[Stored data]
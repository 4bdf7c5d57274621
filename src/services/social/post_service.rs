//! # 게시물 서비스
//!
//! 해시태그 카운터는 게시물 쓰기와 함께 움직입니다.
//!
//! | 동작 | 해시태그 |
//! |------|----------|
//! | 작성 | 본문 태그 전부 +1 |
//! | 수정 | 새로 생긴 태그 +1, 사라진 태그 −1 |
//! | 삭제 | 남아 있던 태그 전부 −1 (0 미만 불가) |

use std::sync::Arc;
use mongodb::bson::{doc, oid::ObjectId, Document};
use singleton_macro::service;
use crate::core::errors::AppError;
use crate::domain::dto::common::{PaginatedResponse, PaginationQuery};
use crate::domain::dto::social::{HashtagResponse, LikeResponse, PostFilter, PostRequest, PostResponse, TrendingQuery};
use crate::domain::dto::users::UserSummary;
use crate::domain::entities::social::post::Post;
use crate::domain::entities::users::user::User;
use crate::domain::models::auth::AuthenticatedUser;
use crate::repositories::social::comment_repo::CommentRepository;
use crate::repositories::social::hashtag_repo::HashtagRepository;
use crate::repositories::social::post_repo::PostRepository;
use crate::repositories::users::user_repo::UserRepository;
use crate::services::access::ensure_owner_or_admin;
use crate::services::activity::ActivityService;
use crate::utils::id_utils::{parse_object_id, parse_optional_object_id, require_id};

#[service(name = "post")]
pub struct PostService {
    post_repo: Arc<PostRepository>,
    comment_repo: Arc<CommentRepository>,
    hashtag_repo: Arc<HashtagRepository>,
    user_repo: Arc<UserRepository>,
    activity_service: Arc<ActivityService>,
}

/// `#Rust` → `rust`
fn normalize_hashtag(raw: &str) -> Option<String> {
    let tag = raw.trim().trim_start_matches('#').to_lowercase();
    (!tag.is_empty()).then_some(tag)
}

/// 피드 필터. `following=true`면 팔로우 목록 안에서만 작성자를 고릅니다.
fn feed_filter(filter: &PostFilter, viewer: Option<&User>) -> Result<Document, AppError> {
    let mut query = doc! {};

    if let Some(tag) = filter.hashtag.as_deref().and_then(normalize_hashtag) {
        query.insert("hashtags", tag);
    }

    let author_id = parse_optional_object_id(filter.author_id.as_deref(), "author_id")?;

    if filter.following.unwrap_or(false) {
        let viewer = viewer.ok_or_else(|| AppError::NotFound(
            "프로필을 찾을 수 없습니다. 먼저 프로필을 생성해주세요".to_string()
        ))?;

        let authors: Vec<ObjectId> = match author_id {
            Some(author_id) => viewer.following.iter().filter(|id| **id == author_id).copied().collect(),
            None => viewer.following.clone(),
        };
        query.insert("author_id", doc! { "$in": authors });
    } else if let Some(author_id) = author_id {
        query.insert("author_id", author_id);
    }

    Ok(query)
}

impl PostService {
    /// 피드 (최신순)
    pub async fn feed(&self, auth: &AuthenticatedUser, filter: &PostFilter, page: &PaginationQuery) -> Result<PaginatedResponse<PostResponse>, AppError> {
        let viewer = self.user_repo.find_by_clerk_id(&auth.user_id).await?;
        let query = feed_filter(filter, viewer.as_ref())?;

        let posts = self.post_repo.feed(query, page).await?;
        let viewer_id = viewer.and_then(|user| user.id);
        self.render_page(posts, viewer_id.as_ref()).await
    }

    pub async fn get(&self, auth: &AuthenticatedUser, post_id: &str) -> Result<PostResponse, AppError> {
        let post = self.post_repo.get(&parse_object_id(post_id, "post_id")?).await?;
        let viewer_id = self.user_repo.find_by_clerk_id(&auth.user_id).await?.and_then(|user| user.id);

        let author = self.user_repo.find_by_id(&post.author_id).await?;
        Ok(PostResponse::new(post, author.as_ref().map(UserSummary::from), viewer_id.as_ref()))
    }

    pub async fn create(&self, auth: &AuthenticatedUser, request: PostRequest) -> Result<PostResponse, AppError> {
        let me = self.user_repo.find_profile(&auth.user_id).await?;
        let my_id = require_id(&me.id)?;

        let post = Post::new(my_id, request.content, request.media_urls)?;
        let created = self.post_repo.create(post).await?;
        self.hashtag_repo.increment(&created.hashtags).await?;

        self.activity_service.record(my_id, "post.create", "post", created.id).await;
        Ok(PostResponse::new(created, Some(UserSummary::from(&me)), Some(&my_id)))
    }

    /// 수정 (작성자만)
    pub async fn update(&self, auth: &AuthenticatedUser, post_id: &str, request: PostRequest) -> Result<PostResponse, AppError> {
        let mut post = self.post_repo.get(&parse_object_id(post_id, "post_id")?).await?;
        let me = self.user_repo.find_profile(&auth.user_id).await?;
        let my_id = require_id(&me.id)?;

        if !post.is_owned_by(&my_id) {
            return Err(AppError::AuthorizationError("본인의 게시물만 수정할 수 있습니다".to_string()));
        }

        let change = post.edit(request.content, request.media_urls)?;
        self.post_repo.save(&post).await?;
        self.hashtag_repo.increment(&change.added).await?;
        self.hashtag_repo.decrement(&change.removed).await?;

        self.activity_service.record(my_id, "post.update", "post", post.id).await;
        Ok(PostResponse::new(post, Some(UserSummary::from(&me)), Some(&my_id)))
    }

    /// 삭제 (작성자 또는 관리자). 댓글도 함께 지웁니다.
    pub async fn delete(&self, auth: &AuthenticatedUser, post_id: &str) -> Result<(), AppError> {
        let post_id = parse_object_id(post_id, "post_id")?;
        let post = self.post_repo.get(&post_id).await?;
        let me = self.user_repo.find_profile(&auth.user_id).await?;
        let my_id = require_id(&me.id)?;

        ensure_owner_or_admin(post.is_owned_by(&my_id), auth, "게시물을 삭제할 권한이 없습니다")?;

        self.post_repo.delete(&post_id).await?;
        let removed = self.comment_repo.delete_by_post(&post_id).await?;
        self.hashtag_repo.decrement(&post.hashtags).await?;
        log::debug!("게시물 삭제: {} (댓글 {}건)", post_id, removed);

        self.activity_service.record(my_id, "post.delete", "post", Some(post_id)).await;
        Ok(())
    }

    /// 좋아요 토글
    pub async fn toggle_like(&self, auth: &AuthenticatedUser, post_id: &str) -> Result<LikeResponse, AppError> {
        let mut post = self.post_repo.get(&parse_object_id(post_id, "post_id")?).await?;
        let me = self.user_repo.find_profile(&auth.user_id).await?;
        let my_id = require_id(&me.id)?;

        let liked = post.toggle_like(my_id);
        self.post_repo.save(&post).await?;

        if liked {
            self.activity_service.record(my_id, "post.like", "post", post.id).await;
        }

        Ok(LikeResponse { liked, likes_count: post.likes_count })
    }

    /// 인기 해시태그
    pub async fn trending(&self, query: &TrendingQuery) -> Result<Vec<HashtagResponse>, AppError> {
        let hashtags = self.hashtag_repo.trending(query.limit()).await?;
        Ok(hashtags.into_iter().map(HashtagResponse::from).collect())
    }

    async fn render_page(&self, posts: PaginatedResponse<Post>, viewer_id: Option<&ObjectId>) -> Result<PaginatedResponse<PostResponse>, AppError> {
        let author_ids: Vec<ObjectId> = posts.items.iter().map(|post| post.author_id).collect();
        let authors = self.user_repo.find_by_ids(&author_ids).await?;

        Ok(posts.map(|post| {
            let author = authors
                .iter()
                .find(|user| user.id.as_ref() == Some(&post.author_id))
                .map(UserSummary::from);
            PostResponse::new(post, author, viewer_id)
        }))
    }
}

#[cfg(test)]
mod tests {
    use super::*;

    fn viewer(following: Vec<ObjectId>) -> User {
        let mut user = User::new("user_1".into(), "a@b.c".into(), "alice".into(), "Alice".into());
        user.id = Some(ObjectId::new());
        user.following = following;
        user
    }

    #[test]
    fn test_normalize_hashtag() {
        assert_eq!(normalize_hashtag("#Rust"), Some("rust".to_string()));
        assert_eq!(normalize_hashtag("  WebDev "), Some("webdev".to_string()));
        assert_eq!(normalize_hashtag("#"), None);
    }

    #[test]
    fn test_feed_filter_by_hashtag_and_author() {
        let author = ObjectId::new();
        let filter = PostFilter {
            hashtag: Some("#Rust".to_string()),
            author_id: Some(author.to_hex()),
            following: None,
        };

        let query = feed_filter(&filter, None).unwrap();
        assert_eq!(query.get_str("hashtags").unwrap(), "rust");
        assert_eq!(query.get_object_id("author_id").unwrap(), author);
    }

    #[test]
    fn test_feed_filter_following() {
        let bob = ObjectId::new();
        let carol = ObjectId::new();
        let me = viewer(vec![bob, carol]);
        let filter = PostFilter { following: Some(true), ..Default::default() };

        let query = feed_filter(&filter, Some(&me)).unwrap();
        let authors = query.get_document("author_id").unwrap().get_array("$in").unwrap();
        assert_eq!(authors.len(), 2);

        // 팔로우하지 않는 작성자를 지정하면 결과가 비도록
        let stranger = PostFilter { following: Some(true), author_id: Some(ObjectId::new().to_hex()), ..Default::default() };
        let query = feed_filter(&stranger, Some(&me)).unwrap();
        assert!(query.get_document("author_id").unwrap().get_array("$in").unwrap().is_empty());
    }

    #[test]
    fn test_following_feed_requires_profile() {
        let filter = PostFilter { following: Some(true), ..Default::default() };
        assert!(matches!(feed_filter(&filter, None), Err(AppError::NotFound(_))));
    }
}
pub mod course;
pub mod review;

_AIM OF THE TASK_: Where a line of the records includes "update", copy it.

_RESULT OF THE TASK_:
    pub async fn update(&self, auth: &AuthenticatedUser, post_id: &str, request: PostRequest) -> Result<PostResponse, AppError> {
        self.activity_service.record(my_id, "post.update", "post", post.id).await;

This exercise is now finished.